A role for secondary V(D)J recombination in oncogenic chromosomal translocations?

Abstract

Chromosomal translocations are hallmarks of certain lymphoproliferative disorders. Indeed, in many leukemias and lymphomas, translocations are the transforming event that brings about malignancy. Recurrence of the immunoglobulin (Ig) and T-cell receptor (Tcr) loci at the breakpoints of oncogenic chromosomal translocations has led to speculation that the lymphocyte-specific process of V(D)J rearrangement, which is necessary for the generation of functional Ig and TCR antigen receptors on B and T lymphocytes, mediates translocation. Recent studies have led to a fuller understanding of the molecular mechanisms of V(D)J rearrangement and have revealed that the V(D)J recombinase possesses latent transposase activity. These studies have led to plausible models of illegitimate V(D)J recombination producing chromosomal translocations consistent with those present in lymphomas and leukemias. Errors of V(D)J recombination may even generate lymphomas with the phenotypes of mature cells. For example, follicular and Burkitt's lymphomas have been classified by phenotype and somatic genotype as malignant germinal center (GC) B or post-GC B cells.
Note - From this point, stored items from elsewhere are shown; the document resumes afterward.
//! The runtime supervisor.
//!
//! Consumes published config snapshots and materializes listeners. Start
//! failures are isolated per listener and reported on the event channel
//! without touching the others. Reconfiguration computes a minimum diff
//! keyed by `(listen_addr, protocol)`:
//!
//! - unchanged bind parameters → the new snapshot is swapped into the
//!   existing listener atomically; in-flight traffic keeps its captured view
//! - changed bind parameters (including TLS material) or new listeners →
//!   the old one drains within a bounded grace window and a fresh one starts
//! - removed listeners → stop accepting, drain, close
//!
//! A listener whose accept loop dies is restarted with exponential backoff
//! capped at 30s, surfacing `listener_error` events along the way.

use dashmap::DashMap;
use parking_lot::RwLock;
use serde::Serialize;
use std::collections::HashMap;
use std::sync::Arc;
use std::time::Duration;
use tokio::net::TcpListener;
use tokio::sync::Mutex as AsyncMutex;
use tokio::task::JoinHandle;
use tracing::{error, info, warn};

use portico_config::{parse_listen_addr, Config, StreamProtocol};

use crate::context::EngineCtx;
use crate::drain::DRAIN_GRACE;
use crate::events::{CoreEvent, ServerStatus};
use crate::http::{Bindings, HttpListener};
use crate::stream::{StreamListener, StreamSettings};
use crate::tls;
use crate::ws::WsListener;

/// Restart backoff bounds for a crashed accept loop.
const BACKOFF_INITIAL: Duration = Duration::from_millis(500);
const BACKOFF_CAP: Duration = Duration::from_secs(30);

/// Maintenance cadence: pool/limiter/failure sweeps and blacklist refresh.
const MAINTENANCE_INTERVAL: Duration = Duration::from_secs(10);
/// Metrics push cadence.
const METRICS_PUSH_INTERVAL: Duration = Duration::from_secs(2);

// ============================================================================
// Keys & status
// ============================================================================

#[derive(Debug, Clone, Copy, PartialEq, Eq, Hash, Serialize)]
#[serde(rename_all = "lowercase")]
pub enum ListenerProtocol {
    Http,
    Ws,
    Tcp,
    Udp,
}

impl std::fmt::Display for ListenerProtocol {
    fn fmt(&self, f: &mut std::fmt::Formatter<'_>) -> std::fmt::Result {
        match self {
            ListenerProtocol::Http => write!(f, "http"),
            ListenerProtocol::Ws => write!(f, "ws"),
            ListenerProtocol::Tcp => write!(f, "tcp"),
            ListenerProtocol::Udp => write!(f, "udp"),
        }
    }
}

impl From<StreamProtocol> for ListenerProtocol {
    fn from(p: StreamProtocol) -> Self {
        match p {
            StreamProtocol::Tcp => ListenerProtocol::Tcp,
            StreamProtocol::Udp => ListenerProtocol::Udp,
        }
    }
}

/// Identity of a listener across reconfigurations.
#[derive(Debug, Clone, PartialEq, Eq, Hash)]
pub struct ListenerKey {
    pub addr: String,
    pub protocol: ListenerProtocol,
}

/// Per-listener health as reported to the management UI.
#[derive(Debug, Clone, Serialize)]
pub struct ListenerStatus {
    pub addr: String,
    pub protocol: ListenerProtocol,
    pub up: bool,
    pub last_error: Option<String>,
}

/// Overall engine status.
#[derive(Debug, Clone, Serialize)]
pub struct Status {
    pub running: bool,
    pub listeners: Vec<ListenerStatus>,
}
The GC is a site of affinity maturation where B cells undergo V(D)J hypermutation and Ig class switch; in addition, much evidence has accumulated to suggest that GC B cells may also support secondary V(D)J recombination. Interestingly, all three of these elements, genomic plasticity, mutation, and translocation breakpoints near switch sites or recombinational elements, are characteristic of certain lymphomas. The high frequency of lymphomas carrying these GC markers suggests that the GC reaction may play a significant role in lymphomagenesis.